Para o economista ambiental Spencer Kenyi, consultor do Banco Mundial sobre desenvolvimento do setor privado do Sudão do Sul, a violência na fronteira forçaria este país a desenvolver sua própria infraestrutura petrolífera e assim evitar a dependência de seu vizinho. Trata-se de um plano que existe há tempos, mas talvez tenha de ser acelerado, disse Kenyi à IPS. “A violência não é bem-vinda, mas vai gerar algo positivo no Sudão do Sul, cujo governo deverá pensar em criar suas próprias instalações, como oleodutos e refinarias”, acrescentou.
Os planos do Sudão do Sul incluem construir três refinarias e um oleoduto de 3.600 quilômetros, até o porto queniano de Lamu. No momento, Yuba paga tarifas que considera exorbitantes para usar os oleodutos e outros serviços do Sudão, que tem três refinarias, em Cartum, porto Sudão e El-Obeid. A central de refino de Cartum ampliou sua capacidade em 2006, de 50 mil para 100 mil barris diários. E a de Porto Sudão, perto do Mar Vermelho, pode processar 21.700 barris por dia.
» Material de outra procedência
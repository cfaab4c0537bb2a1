//! Optimizer configuration.

#[cfg(test)]
#[path = "../../../tests/unit/extensions/solve/config_test.rs"]
mod config_test;

extern crate serde_json;

use dispersive::prelude::*;
use serde::Deserialize;
use std::io::{BufReader, Read};
use std::sync::Arc;

/// An algorithm configuration.
#[derive(Clone, Deserialize, Debug, Default)]
pub struct Config {
    /// Specifies objective function.
    pub objective: Option<ObjectiveConfig>,
    /// Specifies swarm configuration.
    pub swarm: Option<SwarmConfig>,
    /// Specifies update mode.
    pub update: Option<UpdateType>,
    /// Specifies algorithm termination configuration.
    pub termination: Option<TerminationConfig>,
    /// Specifies random generator configuration.
    pub random: Option<RandomConfig>,
    /// Specifies telemetry configuration.
    pub telemetry: Option<TelemetryConfig>,
}

/// An objective function configuration.
#[derive(Clone, Deserialize, Debug)]
pub struct ObjectiveConfig {
    /// A name of the function: sphere, rosenbrock or rastrigin.
    pub name: String,
}

/// A swarm configuration.
#[derive(Clone, Deserialize, Debug, Default)]
#[serde(rename_all = "camelCase")]
pub struct SwarmConfig {
    /// Population size. Default is 50.
    pub num_flies: Option<usize>,
    /// Half-width of the search space. Default is 5.
    pub bound: Option<f64>,
    /// Dimension of the search space. Default is 2.
    pub dim: Option<usize>,
    /// Disturbance threshold. Default is 0.001.
    pub delta: Option<f64>,
}

/// An update mode configuration.
#[derive(Clone, Deserialize, Debug, Eq, PartialEq)]
#[serde(tag = "type")]
pub enum UpdateType {
    /// Flies are updated in place one by one.
    #[serde(rename(deserialize = "sequential"))]
    Sequential,
    /// Flies observe neighbours as they were at the start of the round.
    #[serde(rename(deserialize = "synchronous"))]
    Synchronous,
}

/// A termination configuration.
#[derive(Clone, Deserialize, Debug)]
#[serde(rename_all = "camelCase")]
pub struct TerminationConfig {
    /// Amount of rounds. Default is 200.
    pub max_iterations: Option<usize>,
}

/// A random generator configuration.
#[derive(Clone, Deserialize, Debug)]
pub struct RandomConfig {
    /// A seed which makes runs repeatable.
    pub seed: Option<u64>,
}

/// A telemetry configuration.
#[derive(Clone, Deserialize, Debug, Default)]
pub struct TelemetryConfig {
    /// Specifies logging settings.
    pub logging: Option<LoggingConfig>,
    /// Specifies metrics settings.
    pub metrics: Option<MetricsConfig>,
}

/// A logging configuration.
#[derive(Clone, Deserialize, Debug)]
#[serde(rename_all = "camelCase")]
pub struct LoggingConfig {
    /// Specifies whether logging is enabled. Default is false.
    pub enabled: bool,
    /// Specifies how often best individual is logged. Default is 100 (rounds).
    pub log_best: Option<usize>,
}

/// A metrics configuration.
#[derive(Clone, Deserialize, Debug)]
#[serde(rename_all = "camelCase")]
pub struct MetricsConfig {
    /// Specifies whether metrics collection is enabled. Default is false.
    pub enabled: bool,
    /// Specifies how often rounds are tracked. Default is 100 (rounds).
    pub track_rounds: Option<usize>,
}

/// Reads config from reader.
pub fn read_config<R: Read>(reader: BufReader<R>) -> Result<Config, String> {
    serde_json::from_reader(reader).map_err(|err| format!("cannot deserialize config: '{err}'"))
}

/// Creates an optimizer config builder from config file.
pub fn create_builder_from_config_file<R: Read>(
    reader: BufReader<R>,
    logger: InfoLogger,
) -> Result<(DfoConfigBuilder, Config), String> {
    read_config(reader).map(|config| (create_builder_from_config(&config, logger), config))
}

/// Creates an optimizer config builder from config.
pub fn create_builder_from_config(config: &Config, logger: InfoLogger) -> DfoConfigBuilder {
    let builder = DfoConfigBuilder::default();

    let builder = configure_from_swarm(builder, &config.swarm);
    let builder = configure_from_update(builder, &config.update);
    let builder = configure_from_termination(builder, &config.termination);

    configure_from_telemetry(builder, &config.telemetry, logger)
}

/// Returns objective function specified in config, sphere function is used by default.
pub fn get_objective_from_config(config: &Config) -> Result<FitnessFn, String> {
    match &config.objective {
        Some(ObjectiveConfig { name }) => {
            get_fitness_fn_by_name(name).ok_or_else(|| format!("unknown objective function: '{name}'"))
        }
        None => Ok(create_sphere_function()),
    }
}

/// Creates environment using random seed from config, if any.
pub fn create_environment_from_config(config: &Config, logger: InfoLogger) -> Environment {
    let random: Arc<dyn Random> = match config.random.as_ref().and_then(|random| random.seed) {
        Some(seed) => Arc::new(DefaultRandom::new_repeatable(seed)),
        None => Arc::new(DefaultRandom::default()),
    };

    Environment::new(random, logger)
}

fn configure_from_swarm(builder: DfoConfigBuilder, swarm_config: &Option<SwarmConfig>) -> DfoConfigBuilder {
    let Some(SwarmConfig { num_flies, bound, dim, delta }) = swarm_config else {
        return builder;
    };

    let builder = match *num_flies {
        Some(num_flies) => builder.with_num_flies(num_flies),
        None => builder,
    };
    let builder = match *bound {
        Some(bound) => builder.with_bound(bound),
        None => builder,
    };
    let builder = match *dim {
        Some(dim) => builder.with_dim(dim),
        None => builder,
    };

    match *delta {
        Some(delta) => builder.with_delta(delta),
        None => builder,
    }
}

fn configure_from_update(builder: DfoConfigBuilder, update_type: &Option<UpdateType>) -> DfoConfigBuilder {
    match update_type {
        Some(UpdateType::Sequential) => builder.with_update_mode(UpdateMode::Sequential),
        Some(UpdateType::Synchronous) => builder.with_update_mode(UpdateMode::Synchronous),
        None => builder,
    }
}

fn configure_from_termination(
    builder: DfoConfigBuilder,
    termination_config: &Option<TerminationConfig>,
) -> DfoConfigBuilder {
    match termination_config.as_ref().and_then(|config| config.max_iterations) {
        Some(max_iterations) => builder.with_max_iter(max_iterations),
        None => builder,
    }
}

fn configure_from_telemetry(
    builder: DfoConfigBuilder,
    telemetry_config: &Option<TelemetryConfig>,
    logger: InfoLogger,
) -> DfoConfigBuilder {
    const LOG_BEST: usize = 100;
    const TRACK_ROUNDS: usize = 100;

    let telemetry_mode = match telemetry_config.as_ref().map(|t| (&t.logging, &t.metrics)) {
        Some((Some(LoggingConfig { enabled: logging_enabled, log_best }), metrics)) if *logging_enabled => {
            match metrics {
                Some(MetricsConfig { enabled: true, track_rounds }) => TelemetryMode::All {
                    logger,
                    log_best: log_best.unwrap_or(LOG_BEST),
                    track_rounds: track_rounds.unwrap_or(TRACK_ROUNDS),
                },
                _ => TelemetryMode::OnlyLogging { logger, log_best: log_best.unwrap_or(LOG_BEST) },
            }
        }
        Some((_, Some(MetricsConfig { enabled: true, track_rounds }))) => {
            TelemetryMode::OnlyMetrics { track_rounds: track_rounds.unwrap_or(TRACK_ROUNDS) }
        }
        _ => TelemetryMode::None,
    };

    builder.with_telemetry(telemetry_mode)
}
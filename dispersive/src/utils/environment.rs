use crate::utils::{DefaultRandom, Random};
use std::sync::Arc;

/// A logger type which is called with various information regarding the work done by the optimizer.
pub type InfoLogger = Arc<dyn Fn(&str)>;

/// Keeps track of environment specific information which influences algorithm behavior.
#[derive(Clone)]
pub struct Environment {
    /// A wrapper on random generator. Every random draw of a run is taken from it.
    pub random: Arc<dyn Random>,

    /// An information logger.
    pub logger: InfoLogger,
}

impl Environment {
    /// Creates an instance of `Environment`.
    pub fn new(random: Arc<dyn Random>, logger: InfoLogger) -> Self {
        Self { random, logger }
    }

    /// Creates an instance of `Environment` with a repeatable random generator and default logger.
    pub fn new_repeatable(seed: u64) -> Self {
        Self { random: Arc::new(DefaultRandom::new_repeatable(seed)), ..Self::default() }
    }
}

impl Default for Environment {
    fn default() -> Self {
        Environment::new(Arc::new(DefaultRandom::default()), Arc::new(|msg: &str| println!("{msg}")))
    }
}
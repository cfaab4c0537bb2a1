//! Reproduces the reference run: a thousand flies minimize two dimensional sphere function and
//! their positions before and after optimization are written into a png file.

use dispersive::prelude::*;
use std::path::Path;
use std::process;
use std::sync::Arc;
use swarm_research::experiment::run_experiment;
use swarm_research::plots::draw_to_png;

fn main() {
    let out_path = std::env::args().nth(1).unwrap_or_else(|| "population.png".to_string());
    let logger: InfoLogger = Arc::new(|msg: &str| println!("{msg}"));

    let result = DfoConfigBuilder::default()
        .with_num_flies(1000)
        .with_bound(5.)
        .with_dim(2)
        .with_delta(0.001)
        .with_max_iter(1000)
        .with_telemetry(TelemetryMode::OnlyLogging { logger: logger.clone(), log_best: 100 })
        .build()
        .and_then(|config| {
            let environment = Arc::new(Environment::new(Arc::new(DefaultRandom::default()), logger));
            run_experiment(config, create_sphere_function(), environment)
        })
        .map_err(|err| err.to_string())
        .and_then(|states| {
            draw_to_png(&states.to_draw_config(), Path::new(out_path.as_str()), (800, 800)).map_err(|err| err.to_string())
        });

    if let Err(err) = result {
        eprintln!("cannot run experiment: '{err}'");
        process::exit(1);
    }

    println!("population is written into '{out_path}'");
}
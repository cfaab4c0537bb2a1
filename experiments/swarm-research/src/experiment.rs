//! Runs the optimizer and captures population state for plotting.

#[cfg(test)]
#[path = "../tests/unit/experiment_test.rs"]
mod experiment_test;

use crate::plots::{PopulationDrawConfig, PopulationSeries};
use dispersive::prelude::*;
use plotters::style::{BLUE, RED};
use std::sync::Arc;

/// Population state projected on the first two dimensions.
pub struct PopulationStates {
    /// Projection before optimization.
    pub before: Vec<(f64, f64)>,
    /// Projection after the final round.
    pub after: Vec<(f64, f64)>,
    /// The best individual of the final round.
    pub best: Vec<f64>,
    /// Fitness of the best individual.
    pub fitness: f64,
    /// Half-width of the search space.
    pub bound: f64,
}

/// Trains a swarm and returns its states before and after optimization.
pub fn run_experiment(
    config: DfoConfig,
    objective: FitnessFn,
    environment: Arc<Environment>,
) -> DfoResult<PopulationStates> {
    let bound = config.bound;
    let mut flies = DispersiveFlies::new(config, objective, environment)?;

    let before = flies.population().projection(0, 1);
    let (best, fitness, _) = flies.train_with_telemetry();
    let after = flies.population().projection(0, 1);

    Ok(PopulationStates { before, after, best, fitness, bound })
}

impl PopulationStates {
    /// Creates a drawing config where initial positions are blue and final positions are red.
    pub fn to_draw_config(&self) -> PopulationDrawConfig {
        PopulationDrawConfig {
            bound: self.bound,
            point_size: 2,
            series: vec![
                PopulationSeries { points: self.before.clone(), color: BLUE },
                PopulationSeries { points: self.after.clone(), color: RED },
            ],
        }
    }
}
A violência “levará o Sudão do Sul a reorientar sua estratégia petrolífera e a acelerar a implementação de seus próprios meios de transporte de petróleo para exportação”, disse Kenyi. Mas se os combates aumentarem, é possível inclusive que o país tenha de cessar completamente seu setor petrolífero, ainda que temporariamente. “Assim, terá que se dedicar ao desenvolvimento agropecuário como principal motor da economia”. acrescentou.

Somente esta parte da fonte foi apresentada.